守加護の町並みが「いかにもセット」という造形になっているのも、天塩商会が「いかにも虚構の世界」という感じなのも、意図的な ものだ。
ただ、そこに重大な問題がある。
この映画の大きな欠陥は、たぶん三谷監督としては「作品のセールスポイントであり、肝である」と考えているであろう、その「いかにも 作り物」なセットやキャラ設定にある。

この映画は、「備後に騙された村田が映画撮影だと信じてデラ富樫を演じ、天塩商会は村田を本物だと信じる」という物語になって いる。
しかし、そういう話をやるには、天塩商会に虚構としての色が強すぎるのだ。
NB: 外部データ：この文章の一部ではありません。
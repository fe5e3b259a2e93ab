//! Configuration management for walletmeta

use crate::error::{MetadataError, Result};
use crate::settings::JsonFileSettings;
use serde::Deserialize;
use std::fs;
use std::path::{Path, PathBuf};
use std::time::Duration;

pub const DEFAULT_CONFIG_PATH: &str = "walletmeta.toml";

#[derive(Debug, Clone, Default, Deserialize)]
pub struct Config {
    #[serde(default)]
    pub api: ApiConfig,
    #[serde(default)]
    pub settings: SettingsConfig,
    #[serde(default)]
    pub logging: LoggingConfig,
}

#[derive(Debug, Clone, Deserialize)]
pub struct ApiConfig {
    #[serde(default = "default_timeout")]
    pub timeout_secs: u64,
}

#[derive(Debug, Clone, Default, Deserialize)]
pub struct SettingsConfig {
    /// Directory of the settings files; the user config dir when unset
    #[serde(default)]
    pub dir: Option<PathBuf>,
}

#[derive(Debug, Clone, Deserialize)]
pub struct LoggingConfig {
    #[serde(default = "default_level")]
    pub level: String,
}

impl Default for ApiConfig {
    fn default() -> Self {
        Self {
            timeout_secs: default_timeout(),
        }
    }
}

impl Default for LoggingConfig {
    fn default() -> Self {
        Self {
            level: default_level(),
        }
    }
}

impl Config {
    pub fn api_timeout(&self) -> Duration {
        Duration::from_secs(self.api.timeout_secs)
    }

    pub fn settings_store(&self) -> JsonFileSettings {
        let dir = self
            .settings
            .dir
            .clone()
            .unwrap_or_else(JsonFileSettings::default_dir);
        JsonFileSettings::new(dir)
    }

    fn validate(&self) -> Result<()> {
        if self.api.timeout_secs == 0 {
            return Err(MetadataError::ConfigError(
                "api.timeout_secs must be greater than zero".to_string(),
            ));
        }
        if self.logging.level.trim().is_empty() {
            return Err(MetadataError::ConfigError(
                "logging.level must not be empty".to_string(),
            ));
        }
        Ok(())
    }
}

fn default_timeout() -> u64 {
    10
}

fn default_level() -> String {
    "info".to_string()
}

/// Parse and validate a config document.
pub fn parse_config(config_str: &str) -> Result<Config> {
    let config: Config = if config_str.trim().is_empty() {
        Config::default()
    } else {
        toml::from_str(config_str)?
    };
    config.validate()?;
    Ok(config)
}

/// Load the config file at `path`. A missing file yields the defaults.
pub fn load_config_from(path: &Path) -> Result<Config> {
    let config_str = match fs::read_to_string(path) {
        Ok(s) => s,
        Err(e) if e.kind() == std::io::ErrorKind::NotFound => String::new(),
        Err(e) => return Err(e.into()),
    };
    parse_config(&config_str)
}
そこは本物らしさが何よりも重要なのだ。
「村田は偽者で芝居をしている、でも彼が足を踏み入れた組織は本物でマジに行動している」という、双方の感覚のズレが面白味なのだ。
なのに、天塩商会にリアリティーが無いので、そのズレが見えにくくなってしまう。

「村田が映画撮影だと信じて本物の悪党組織に入り込む」という話にした以上、「全ては絵空事」では困るのだ。
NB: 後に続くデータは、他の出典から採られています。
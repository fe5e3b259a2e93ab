//! Persisted user settings
//!
//! Settings live in a key-value store keyed by namespace. The metadata
//! effects only read them, through [`SettingsStore`]. [`JsonFileSettings`]
//! keeps one JSON document per namespace on disk, written atomically with a
//! backup of the previous version.

use crate::error::{MetadataError, Result};
use crate::explorer::BlockExplorer;
use crate::network::NetworkDescriptor;
use async_trait::async_trait;
use parking_lot::RwLock;
use serde::de::DeserializeOwned;
use serde::{Deserialize, Deserializer, Serialize};
use serde_json::Value;
use std::collections::HashMap;
use std::fs::{self, File};
use std::io::Write;
use std::path::{Path, PathBuf};
use tracing::warn;

/// Namespace holding the wallet settings document
pub const SETTINGS_NAMESPACE: &str = "settings";

const BACKUP_SUFFIX: &str = ".backup";

/// The settings document. Every field is optional; `null` reads as absent.
///
/// The four wallet fields decode independently: a malformed value is logged
/// and read as absent without affecting the others.
#[derive(Debug, Clone, Default, PartialEq, Serialize, Deserialize)]
#[serde(rename_all = "camelCase")]
pub struct Settings {
    #[serde(
        default,
        deserialize_with = "lenient_block_explorer",
        skip_serializing_if = "Option::is_none"
    )]
    pub block_explorer: Option<BlockExplorer>,
    #[serde(
        default,
        deserialize_with = "lenient_currency",
        skip_serializing_if = "Option::is_none"
    )]
    pub currency: Option<String>,
    #[serde(
        default,
        deserialize_with = "lenient_private_networks",
        skip_serializing_if = "Option::is_none"
    )]
    pub private_networks: Option<Vec<NetworkDescriptor>>,
    #[serde(
        default,
        deserialize_with = "lenient_network_id",
        skip_serializing_if = "Option::is_none"
    )]
    pub network_id: Option<String>,
    /// Keys owned by other parts of the wallet, preserved on save
    #[serde(flatten)]
    pub extra: serde_json::Map<String, Value>,
}

fn lenient<'de, D, T>(deserializer: D, field: &str) -> std::result::Result<Option<T>, D::Error>
where
    D: Deserializer<'de>,
    T: DeserializeOwned,
{
    match Value::deserialize(deserializer)? {
        Value::Null => Ok(None),
        value => match serde_json::from_value(value) {
            Ok(parsed) => Ok(Some(parsed)),
            Err(e) => {
                warn!("Ignoring malformed setting {}: {}", field, e);
                Ok(None)
            }
        },
    }
}

fn lenient_block_explorer<'de, D: Deserializer<'de>>(
    d: D,
) -> std::result::Result<Option<BlockExplorer>, D::Error> {
    lenient(d, "blockExplorer")
}

fn lenient_currency<'de, D: Deserializer<'de>>(d: D) -> std::result::Result<Option<String>, D::Error> {
    lenient(d, "currency")
}

fn lenient_private_networks<'de, D: Deserializer<'de>>(
    d: D,
) -> std::result::Result<Option<Vec<NetworkDescriptor>>, D::Error> {
    lenient(d, "privateNetworks")
}

fn lenient_network_id<'de, D: Deserializer<'de>>(
    d: D,
) -> std::result::Result<Option<String>, D::Error> {
    lenient(d, "networkId")
}

/// Asynchronous key-value settings reader.
#[async_trait]
pub trait SettingsStore: Send + Sync {
    async fn read(&self, namespace: &str) -> Result<Settings>;
}

/// Directory of `<namespace>.json` files.
#[derive(Debug, Clone)]
pub struct JsonFileSettings {
    dir: PathBuf,
}

impl JsonFileSettings {
    pub fn new(dir: impl Into<PathBuf>) -> Self {
        Self { dir: dir.into() }
    }

    /// `<config dir>/walletmeta`, falling back to `./walletmeta`.
    pub fn default_dir() -> PathBuf {
        dirs::config_dir()
            .unwrap_or_else(|| PathBuf::from("."))
            .join("walletmeta")
    }

    pub fn dir(&self) -> &Path {
        &self.dir
    }

    pub fn path_for(&self, namespace: &str) -> PathBuf {
        self.dir.join(format!("{}.json", namespace))
    }

    /// Read `namespace`, apply `change` and write the result back.
    ///
    /// The blocking write runs on the tokio blocking pool.
    pub async fn update<F>(&self, namespace: &str, change: F) -> Result<Settings>
    where
        F: FnOnce(&mut Settings),
    {
        let mut settings = self.read(namespace).await?;
        change(&mut settings);

        let store = self.clone();
        let namespace = namespace.to_string();
        let to_save = settings.clone();
        tokio::task::spawn_blocking(move || store.save(&namespace, &to_save))
            .await
            .map_err(|e| MetadataError::SettingsError(format!("Settings write task failed: {}", e)))??;
        Ok(settings)
    }

    /// Write `settings` under `namespace`, keeping a backup of the previous file.
    pub fn save(&self, namespace: &str, settings: &Settings) -> Result<()> {
        fs::create_dir_all(&self.dir).map_err(|e| {
            MetadataError::SettingsError(format!("Failed to create {}: {}", self.dir.display(), e))
        })?;

        let path = self.path_for(namespace);
        if path.exists() {
            let backup_path = path.with_extension(format!("json{}", BACKUP_SUFFIX));
            fs::copy(&path, &backup_path)
                .map_err(|e| MetadataError::SettingsError(format!("Failed to create backup: {}", e)))?;
        }

        let json = serde_json::to_string_pretty(settings)?;

        let temp_path = path.with_extension("tmp");
        let mut file = File::create(&temp_path)
            .map_err(|e| MetadataError::SettingsError(format!("Failed to create temp file: {}", e)))?;
        file.write_all(json.as_bytes())
            .map_err(|e| MetadataError::SettingsError(format!("Failed to write settings: {}", e)))?;
        file.sync_all()
            .map_err(|e| MetadataError::SettingsError(format!("Failed to sync file: {}", e)))?;
        drop(file);

        fs::rename(&temp_path, &path)
            .map_err(|e| MetadataError::SettingsError(format!("Failed to finalize write: {}", e)))?;
        Ok(())
    }
}

#[async_trait]
impl SettingsStore for JsonFileSettings {
    async fn read(&self, namespace: &str) -> Result<Settings> {
        let path = self.path_for(namespace);
        let contents = match tokio::fs::read_to_string(&path).await {
            Ok(contents) => contents,
            Err(e) if e.kind() == std::io::ErrorKind::NotFound => return Ok(Settings::default()),
            Err(e) => {
                return Err(MetadataError::SettingsError(format!(
                    "Failed to read {}: {}",
                    path.display(),
                    e
                )))
            }
        };

        if contents.trim().is_empty() {
            return Ok(Settings::default());
        }

        serde_json::from_str(&contents).map_err(|e| {
            MetadataError::SettingsError(format!("Failed to parse {}: {}", path.display(), e))
        })
    }
}

/// Settings held in memory, for tests and embedding.
#[derive(Debug, Default)]
pub struct InMemorySettings {
    namespaces: RwLock<HashMap<String, Settings>>,
}

impl InMemorySettings {
    pub fn new() -> Self {
        Self::default()
    }

    pub fn insert(&self, namespace: &str, settings: Settings) {
        self.namespaces
            .write()
            .insert(namespace.to_string(), settings);
    }
}

#[async_trait]
impl SettingsStore for InMemorySettings {
    async fn read(&self, namespace: &str) -> Result<Settings> {
        Ok(self
            .namespaces
            .read()
            .get(namespace)
            .cloned()
            .unwrap_or_default())
    }
}

#[cfg(test)]
mod tests {
    use super::*;

    #[test]
    fn test_nulls_read_as_absent() {
        let json = r#"{"blockExplorer":null,"currency":"USD","privateNetworks":null,"networkId":null}"#;
        let settings: Settings = serde_json::from_str(json).unwrap();
        assert_eq!(settings.currency.as_deref(), Some("USD"));
        assert!(settings.block_explorer.is_none());
        assert!(settings.private_networks.is_none());
        assert!(settings.network_id.is_none());
    }

    #[test]
    fn test_foreign_keys_are_kept() {
        let json = r#"{"networkId":"2","tokens":{"RPX":"abc"}}"#;
        let settings: Settings = serde_json::from_str(json).unwrap();
        assert_eq!(settings.network_id.as_deref(), Some("2"));
        assert!(settings.extra.contains_key("tokens"));

        let back = serde_json::to_value(&settings).unwrap();
        assert_eq!(back["tokens"]["RPX"], "abc");
        assert!(back.get("currency").is_none());
    }

    #[test]
    fn test_malformed_field_does_not_drop_others() {
        let json = r#"{"blockExplorer":"Etherscan","currency":"EUR","privateNetworks":[{"id":"3"}],"networkId":2}"#;
        let settings: Settings = serde_json::from_str(json).unwrap();
        assert!(settings.block_explorer.is_none());
        assert!(settings.private_networks.is_none());
        assert!(settings.network_id.is_none());
        assert_eq!(settings.currency.as_deref(), Some("EUR"));
        assert!(settings.extra.is_empty());
    }

    #[tokio::test]
    async fn test_in_memory_store() {
        let store = InMemorySettings::new();
        assert_eq!(store.read(SETTINGS_NAMESPACE).await, Ok(Settings::default()));

        store.insert(
            SETTINGS_NAMESPACE,
            Settings {
                network_id: Some("2".to_string()),
                ..Settings::default()
            },
        );
        let settings = store.read(SETTINGS_NAMESPACE).await.unwrap();
        assert_eq!(settings.network_id.as_deref(), Some("2"));
    }
}
//! Network descriptors known to the wallet
//!
//! The two public networks are fixed at compile time and shared by every
//! state value. Private networks are user supplied and arrive through the
//! settings store.

use once_cell::sync::Lazy;
use serde::{Deserialize, Serialize};
use std::fmt;
use std::sync::Arc;

/// Identifier of the NEO main network
pub const MAIN_NET: &str = "MainNet";

/// Identifier of the NEO test network
pub const TEST_NET: &str = "TestNet";

/// A named reference to a network, public or user defined.
#[derive(Debug, Clone, PartialEq, Eq, Hash, Serialize, Deserialize)]
pub struct NetworkDescriptor {
    /// Unique id, used as the selection key
    pub id: String,
    /// Display label
    pub label: String,
    /// Network identifier handed to the API (`MainNet`, `TestNet` or a node URL)
    pub value: String,
}

impl NetworkDescriptor {
    pub fn new(id: impl Into<String>, label: impl Into<String>, value: impl Into<String>) -> Self {
        Self {
            id: id.into(),
            label: label.into(),
            value: value.into(),
        }
    }
}

impl fmt::Display for NetworkDescriptor {
    fn fmt(&self, f: &mut fmt::Formatter) -> fmt::Result {
        write!(f, "{} ({})", self.label, self.value)
    }
}

static PUBLIC_NETWORKS: Lazy<Arc<[NetworkDescriptor]>> = Lazy::new(|| {
    Arc::from(vec![
        NetworkDescriptor::new("1", MAIN_NET, MAIN_NET),
        NetworkDescriptor::new("2", TEST_NET, TEST_NET),
    ])
});

/// The fixed public networks, main net first.
pub fn public_networks() -> Arc<[NetworkDescriptor]> {
    Arc::clone(&PUBLIC_NETWORKS)
}

/// Id of the network selected in a fresh state.
pub fn default_network_id() -> String {
    PUBLIC_NETWORKS[0].id.clone()
}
そもそも「守加護という街を仕切るギャング」という設定の時点で、天塩商会は絶対に「本物」には成り得ない。
そこをリアルにするためには、天塩商会は最低限、ヤクザ組織でなければならない。
それだけでなく、「守加護は映画の舞台セットのような街」というところから、根本的に考え直す必要もあるだろう。
つまり、見せたい映像イメージと、やりたい物語が噛み合っていなかったのではないか。
これが舞台劇なら、「虚構の中の虚構」でも上手く行ったのかもしれないが。

ラストのシークエンスは、「備後の立てたプランは大幅に狂ったけど、結果的に自分も村田も天塩商会に殺されず、マリも救われ、危機を 回避する」という話をやりたかったことは分かる。
ただ、照明を当てたりスモークを焚いたりしてモロに「撮影です」という感じを見せている時点で、「自分たちが殺されたように偽装する 」というコン・ゲームとしては、あまりにも粗い。
それを「本当に襲撃されている」と天塩が勘違いするのも、無理がありすぎる。
展開が強引すぎるから、ちっとも締まらない。